§ Dataset records
+-------+
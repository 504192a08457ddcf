//! Strong identifier types for the sync protocol.
//!
//! All identifiers are newtypes to prevent misuse at compile time.

use std::fmt;
use std::str::FromStr;

use serde::{de, Deserialize, Deserializer, Serialize, Serializer};
use sha2::{Digest, Sha256};

use crate::error::CoreError;

/// A 32-byte transaction identifier, computed as the double SHA-256 of the
/// raw transaction bytes.
///
/// This is the content-address of a transaction. Two transactions with the
/// same bytes will have the same TxId.
#[derive(Clone, Copy, PartialEq, Eq, PartialOrd, Ord, Hash)]
pub struct TxId(pub [u8; 32]);

impl TxId {
    /// Create a new TxId from raw bytes.
    pub const fn from_bytes(bytes: [u8; 32]) -> Self {
        Self(bytes)
    }

    /// Get the raw bytes.
    pub const fn as_bytes(&self) -> &[u8; 32] {
        &self.0
    }

    /// Compute the TxId of a raw transaction.
    pub fn of(raw_tx: &[u8]) -> Self {
        let first = Sha256::digest(raw_tx);
        let second = Sha256::digest(first);
        Self(second.into())
    }

    /// Convert to hex string.
    pub fn to_hex(&self) -> String {
        hex::encode(self.0)
    }

    /// Parse from hex string.
    pub fn from_hex(s: &str) -> Result<Self, CoreError> {
        let bytes = hex::decode(s).map_err(|e| CoreError::InvalidTxId(e.to_string()))?;
        if bytes.len() != 32 {
            return Err(CoreError::InvalidTxId(format!(
                "expected 32 bytes, got {}",
                bytes.len()
            )));
        }
        let mut arr = [0u8; 32];
        arr.copy_from_slice(&bytes);
        Ok(Self(arr))
    }

    /// The zero TxId (used as a sentinel).
    pub const ZERO: Self = Self([0u8; 32]);
}

impl fmt::Debug for TxId {
    fn fmt(&self, f: &mut fmt::Formatter<'_>) -> fmt::Result {
        write!(f, "TxId({})", &self.to_hex()[..16])
    }
}

impl fmt::Display for TxId {
    fn fmt(&self, f: &mut fmt::Formatter<'_>) -> fmt::Result {
        write!(f, "{}", &self.to_hex()[..16])
    }
}

impl AsRef<[u8]> for TxId {
    fn as_ref(&self) -> &[u8] {
        &self.0
    }
}

impl From<[u8; 32]> for TxId {
    fn from(bytes: [u8; 32]) -> Self {
        Self(bytes)
    }
}

impl Serialize for TxId {
    fn serialize<S: Serializer>(&self, serializer: S) -> Result<S::Ok, S::Error> {
        serializer.serialize_str(&self.to_hex())
    }
}

impl<'de> Deserialize<'de> for TxId {
    fn deserialize<D: Deserializer<'de>>(deserializer: D) -> Result<Self, D::Error> {
        let s = String::deserialize(deserializer)?;
        TxId::from_hex(&s).map_err(de::Error::custom)
    }
}

/// A reference to one output of a transaction: `(txid, output_index)`.
///
/// Outpoints identify UTXOs and name sync graphs (a graph's id is the
/// outpoint of its tip). The canonical "36-byte form" used for wire map
/// keys is `"<64-hex-txid>.<decimal-index>"`; [`Outpoint::encode36`] and
/// [`Outpoint::decode36`] round-trip it.
#[derive(Clone, PartialEq, Eq, PartialOrd, Ord, Hash)]
pub struct Outpoint {
    /// The transaction this output belongs to.
    pub txid: TxId,
    /// The index of the output within that transaction.
    pub output_index: u32,
}

impl Outpoint {
    /// Create a new outpoint.
    pub const fn new(txid: TxId, output_index: u32) -> Self {
        Self { txid, output_index }
    }

    /// Serialize to the canonical 36-byte form.
    pub fn encode36(&self) -> String {
        format!("{}.{}", self.txid.to_hex(), self.output_index)
    }

    /// Parse from the canonical 36-byte form.
    pub fn decode36(s: &str) -> Result<Self, CoreError> {
        let (txid, index) = s
            .split_once('.')
            .ok_or_else(|| CoreError::MalformedOutpoint(s.to_string()))?;
        let txid =
            TxId::from_hex(txid).map_err(|_| CoreError::MalformedOutpoint(s.to_string()))?;
        let output_index = index
            .parse::<u32>()
            .map_err(|_| CoreError::MalformedOutpoint(s.to_string()))?;
        Ok(Self { txid, output_index })
    }
}

impl fmt::Debug for Outpoint {
    fn fmt(&self, f: &mut fmt::Formatter<'_>) -> fmt::Result {
        write!(
            f,
            "Outpoint({}.{})",
            &self.txid.to_hex()[..16],
            self.output_index
        )
    }
}

impl fmt::Display for Outpoint {
    fn fmt(&self, f: &mut fmt::Formatter<'_>) -> fmt::Result {
        write!(f, "{}", self.encode36())
    }
}

impl FromStr for Outpoint {
    type Err = CoreError;

    fn from_str(s: &str) -> Result<Self, Self::Err> {
        Self::decode36(s)
    }
}

impl Serialize for Outpoint {
    fn serialize<S: Serializer>(&self, serializer: S) -> Result<S::Ok, S::Error> {
        serializer.serialize_str(&self.encode36())
    }
}

impl<'de> Deserialize<'de> for Outpoint {
    fn deserialize<D: Deserializer<'de>>(deserializer: D) -> Result<Self, D::Error> {
        let s = String::deserialize(deserializer)?;
        Outpoint::decode36(&s).map_err(de::Error::custom)
    }
}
+-------+
Count the lines in the data where "used" occurs. Report the number only.

2